Results from a meta-analysis in Psychiatric Services in Advance shows that three factors may be associated with an increased risk for adults with mental illnesses to commit community violence in the near future. They are alcohol use, exhibiting violent behaviors, and being a victim of violence within the past six months. The findings, the authors suggested, have the potential to help mental health professionals identify those patients who may be at risk to be violent, allowing intervention and possible prevention.

The analysis included information of more than 2,500 individuals from five previous studies with mental illnesses—including schizophrenia, bipolar disorder, major depressive disorder, and substance use disorder—who were surveyed at both baseline and six-month follow-up on their exposure to violence (being a perpetrator or victim), alcohol and drug use, psychiatric symptoms, and psychiatric hospitalization in the past six-months.
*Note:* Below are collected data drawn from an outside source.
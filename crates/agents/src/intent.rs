//! Intent router backed by a capability agent.
//!
//! Classification is itself an opaque capability: the router delegates
//! to a designated agent and parses its JSON verdict. A response that
//! fails to parse is an `InvalidResponse` — the coordination service
//! turns that into a structural failure, since no workflow can be chosen
//! without an intent.

use async_trait::async_trait;
use brainstem_core::{
    AgentError, AgentInput, CapabilityAgent, ConversationTurn, IntentClassification, IntentRouter,
};
use serde::Deserialize;
use std::sync::Arc;
use tracing::debug;

/// An `IntentRouter` that delegates to a capability agent.
pub struct ClassifierRouter {
    agent: Arc<dyn CapabilityAgent>,
    action: String,
}

/// The classifier agent's expected verdict payload.
#[derive(Deserialize)]
struct Verdict {
    intent: String,
    #[serde(default = "full_confidence")]
    confidence: u8,
}

fn full_confidence() -> u8 {
    100
}

impl ClassifierRouter {
    /// Create a router that sends `action` to the given agent.
    pub fn new(agent: Arc<dyn CapabilityAgent>, action: impl Into<String>) -> Self {
        Self {
            agent,
            action: action.into(),
        }
    }
}

#[async_trait]
impl IntentRouter for ClassifierRouter {
    async fn classify(
        &self,
        message: &str,
        history: &[ConversationTurn],
    ) -> std::result::Result<IntentClassification, AgentError> {
        let input = AgentInput {
            message: message.to_string(),
            history: history.to_vec(),
            state: serde_json::Value::Null,
        };

        let output = self.agent.invoke(&self.action, &input).await?;

        let verdict: Verdict = serde_json::from_str(&output.content).map_err(|e| {
            AgentError::InvalidResponse(format!(
                "classifier returned unparseable verdict: {e}"
            ))
        })?;

        let confidence = verdict.confidence.min(100);
        debug!(intent = %verdict.intent, confidence, "Intent classified");

        Ok(IntentClassification {
            intent: verdict.intent,
            confidence,
        })
    }
}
Violent behaviors ranged from pushing and shoving to sexual assault and assault with a deadly weapon and were assessed by the MacArthur Community Violence Screening Instrument. Data were adjusted for age, sex, race, and primary diagnosis.
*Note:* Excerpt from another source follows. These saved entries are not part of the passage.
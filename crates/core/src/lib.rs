//! # Brainstem Core
//!
//! Domain types, traits, and error definitions for the Brainstem
//! coordination engine. This crate has **zero framework dependencies** —
//! it defines the domain model that all other crates implement against.
//!
//! ## Design Philosophy
//!
//! Every external collaborator is defined as a trait here: capability
//! agents, the intent router, and the state store. Implementations live
//! in their respective crates. This enables:
//! - Swapping implementations via configuration
//! - Easy testing with scripted/stub implementations
//! - Clean dependency graph (all crates depend inward on core)

pub mod agent;
pub mod error;
pub mod intent;
pub mod state;
pub mod turn;

// Re-export key types at crate root for ergonomics
pub use agent::{AgentInput, AgentOutput, CapabilityAgent, Visibility};
pub use error::{AgentError, Error, Result, StateError, StructuralError};
pub use intent::{IntentClassification, IntentRouter};
pub use state::{ProjectState, StateDelta, StateFingerprint, StateStore};
pub use turn::{ConversationTurn, TurnRole};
“This study provides empirical evidence for three proximal, clinically relevant indicators in the assessment and management of short-term violence risk among adults with mental illnesses,” the study authors wrote. “Although clinicians may never be able to answer the public calls for the absolute prediction—and prevention—of violence by adults with mental illnesses, attending to these indicators in clinical practice should assist in the identification of persons [who may be] at heightened risk of community-based violence.”
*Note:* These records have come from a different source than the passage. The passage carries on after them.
fn default_intent_agent() -> String {
    "router".into()
}
fn default_intent_action() -> String {
    "classify".into()
}

impl Default for IntentRouterConfig {
    fn default() -> Self {
        Self {
            agent: default_intent_agent(),
            action: default_intent_action(),
            confidence_floor: 0,
        }
    }
}

/// One remote capability agent.
#[derive(Clone, Serialize, Deserialize)]
pub struct AgentConfig {
    /// Base URL of the agent service.
    pub endpoint: String,

    /// Bearer token for the agent service (falls back to the root key).
    #[serde(default, skip_serializing_if = "Option::is_none")]
    pub api_key: Option<String>,

    /// Per-call timeout in milliseconds.
    #[serde(default = "default_agent_timeout_ms")]
    pub timeout_ms: u64,
}

fn default_agent_timeout_ms() -> u64 {
    30_000
}

impl std::fmt::Debug for AgentConfig {
    fn fmt(&self, f: &mut std::fmt::Formatter<'_>) -> std::fmt::Result {
        f.debug_struct("AgentConfig")
            .field("endpoint", &self.endpoint)
            .field("api_key", &redact(&self.api_key))
            .field("timeout_ms", &self.timeout_ms)
            .finish()
    }
}

/// Ordered steps for one intent.
#[derive(Debug, Clone, Serialize, Deserialize)]
pub struct WorkflowConfig {
    /// The intent identifier this workflow handles.
    pub intent: String,

    /// Ordered steps. Consecutive steps marked `parallel` form one batch.
    pub steps: Vec<StepConfig>,
}

/// One unit of work in a workflow.
#[derive(Debug, Clone, Serialize, Deserialize)]
pub struct StepConfig {
    /// Registered agent name.
    pub agent: String,

    /// Action sent to the agent.
    pub action: String,

    /// Whether this step may run concurrently with adjacent parallel steps.
    #[serde(default)]
    pub parallel: bool,

    /// Optional gate evaluated against earlier step outcomes.
    #[serde(default, skip_serializing_if = "Option::is_none")]
    pub condition: Option<ConditionConfig>,

    /// Cache TTL in milliseconds. 0 means never cache.
    #[serde(default)]
    pub cache_ttl_ms: u64,

    /// Per-call timeout override; defaults to the agent's timeout.
    #[serde(default, skip_serializing_if = "Option::is_none")]
    pub timeout_ms: Option<u64>,
}

/// An enumerated step predicate, composable with `all` / `any`.
#[derive(Debug, Clone, Serialize, Deserialize)]
#[serde(tag = "kind", rename_all = "snake_case")]
pub enum ConditionConfig {
    /// An earlier step succeeded.
    Succeeded { step: String },
    /// An earlier step failed (or was skipped).
    Failed { step: String },
    /// An earlier step's output contains a substring.
    OutputContains { step: String, pattern: String },
    /// All sub-conditions hold (empty = vacuously true).
    All { of: Vec<ConditionConfig> },
    /// At least one sub-condition holds (empty = false).
    Any { of: Vec<ConditionConfig> },
}

impl ConditionConfig {
    /// Step names this condition (recursively) references.
    pub fn referenced_steps(&self) -> Vec<&str> {
        match self {
            Self::Succeeded { step } | Self::Failed { step } => vec![step.as_str()],
            Self::OutputContains { step, .. } => vec![step.as_str()],
            Self::All { of } | Self::Any { of } => {
                of.iter().flat_map(|c| c.referenced_steps()).collect()
            }
        }
    }
}

/// History-bounding rules.
#[derive(Debug, Clone, Serialize, Deserialize)]
pub struct PruningConfig {
    /// Window size used for agents with no explicit rule.
    #[serde(default = "default_window")]
    pub default_window: usize,

    /// Per-agent rules, by registered agent name.
    #[serde(default)]
    pub rules: HashMap<String, PruningRuleConfig>,
}

fn default_window() -> usize {
    20
}

impl Default for PruningConfig {
    fn default() -> Self {
        Self {
            default_window: default_window(),
            rules: HashMap::new(),
        }
    }
}

/// One agent's pruning rule.
#[derive(Debug, Clone, Serialize, Deserialize)]
#[serde(tag = "mode", rename_all = "snake_case")]
pub enum PruningRuleConfig {
    /// Keep the last `turns` turns.
    FixedWindow { turns: usize },
    /// Keep turns carrying a structural tag, capped at `max_turns`.
    Tagged {
        tag: String,
        #[serde(default = "default_tagged_max")]
        max_turns: usize,
    },
    /// Keep the full history. Use sparingly.
    Full,
}

fn default_tagged_max() -> usize {
    50
}

/// Response cache settings.
#[derive(Debug, Clone, Serialize, Deserialize)]
pub struct CacheConfig {
    /// Maximum entry count before LRU eviction kicks in.
    #[serde(default = "default_cache_capacity")]
    pub capacity: usize,

    /// Interval of the background TTL sweep, in seconds.
    #[serde(default = "default_sweep_interval")]
    pub sweep_interval_secs: u64,
}

fn default_cache_capacity() -> usize {
    1_024
}
fn default_sweep_interval() -> u64 {
    60
}

impl Default for CacheConfig {
    fn default() -> Self {
        Self {
            capacity: default_cache_capacity(),
            sweep_interval_secs: default_sweep_interval(),
        }
    }
}

/// Fire-and-forget persistence settings.
#[derive(Debug, Clone, Serialize, Deserialize)]
pub struct PersistenceConfig {
    /// Bounded queue size between request flows and the write worker.
    #[serde(default = "default_queue_capacity")]
    pub queue_capacity: usize,
}

fn default_queue_capacity() -> usize {
    256
}

impl Default for PersistenceConfig {
    fn default() -> Self {
        Self {
            queue_capacity: default_queue_capacity(),
        }
    }
}

/// Gateway bind settings.
#[derive(Debug, Clone, Serialize, Deserialize)]
pub struct GatewayConfig {
    #[serde(default = "default_host")]
    pub host: String,

    #[serde(default = "default_port")]
    pub port: u16,
}

fn default_host() -> String {
    "127.0.0.1".into()
}
fn default_port() -> u16 {
    8410
}

impl Default for GatewayConfig {
    fn default() -> Self {
        Self {
            host: default_host(),
            port: default_port(),
        }
    }
}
For related information, see the Psychiatric News article “What Is My Duty to Warn?"

(Image: Spauln/iStock)

Tuesday, March 1, 2016

Study Documents Rise in Benzodiazepine Use, Overdose Deaths

Between 1996 and 2013, the rate of overdose deaths related to use of benzodiazepines rose from 0.58 per 1,000 adults to 3.07 per 1,000 adults, according to a report in the American Journal of Public Health.

While the study found that the overall rate of overdose deaths involving benzodiazepines plateaued in 2010, in some groups—adults aged 65 and older, blacks, and Hispanics—these rates continued to increase throughout the study period.

Marcus A. Bachhuber, M.D., M.S.H.P., assistant professor of medicine at Montefiore Medical Center/Albert Einstein College of Medicine, and colleagues examined data from the Medical Expenditure Panel Survey and multiple cause-of-death data from the Centers for Disease Control and Prevention.

Between 1996 and 2013, the number of adults filling a benzodiazepine prescription increased 67 percent, from 8.1 to 13.5 million. Among those filling benzodiazepine prescriptions, the median cumulative quantity filled over the year increased by 140%, from 86.8 mg to 208.0 mg lorazepam equivalents. Meanwhile, the rate of overdose fatalities involving benzodiazepines rose nearly fourfold in the 17-year period.

Bachhuber and colleagues suggested several possible explanations for factors driving overdose mortality: “Among people who filled benzodiazepine prescriptions, the median quantity filled over the year more than doubled between 1996 and 2013, suggesting either a higher daily dose or more days of treatment, which potentially increased the risk of fatal overdose,” they wrote. “Second, people at high risk for fatal overdose may be obtaining diverted benzodiazepines …Finally, increases in alcohol use or combining benzodiazepines with other medications (such as opioid analgesics) could increase the risk of fatal overdose and explain this rise.”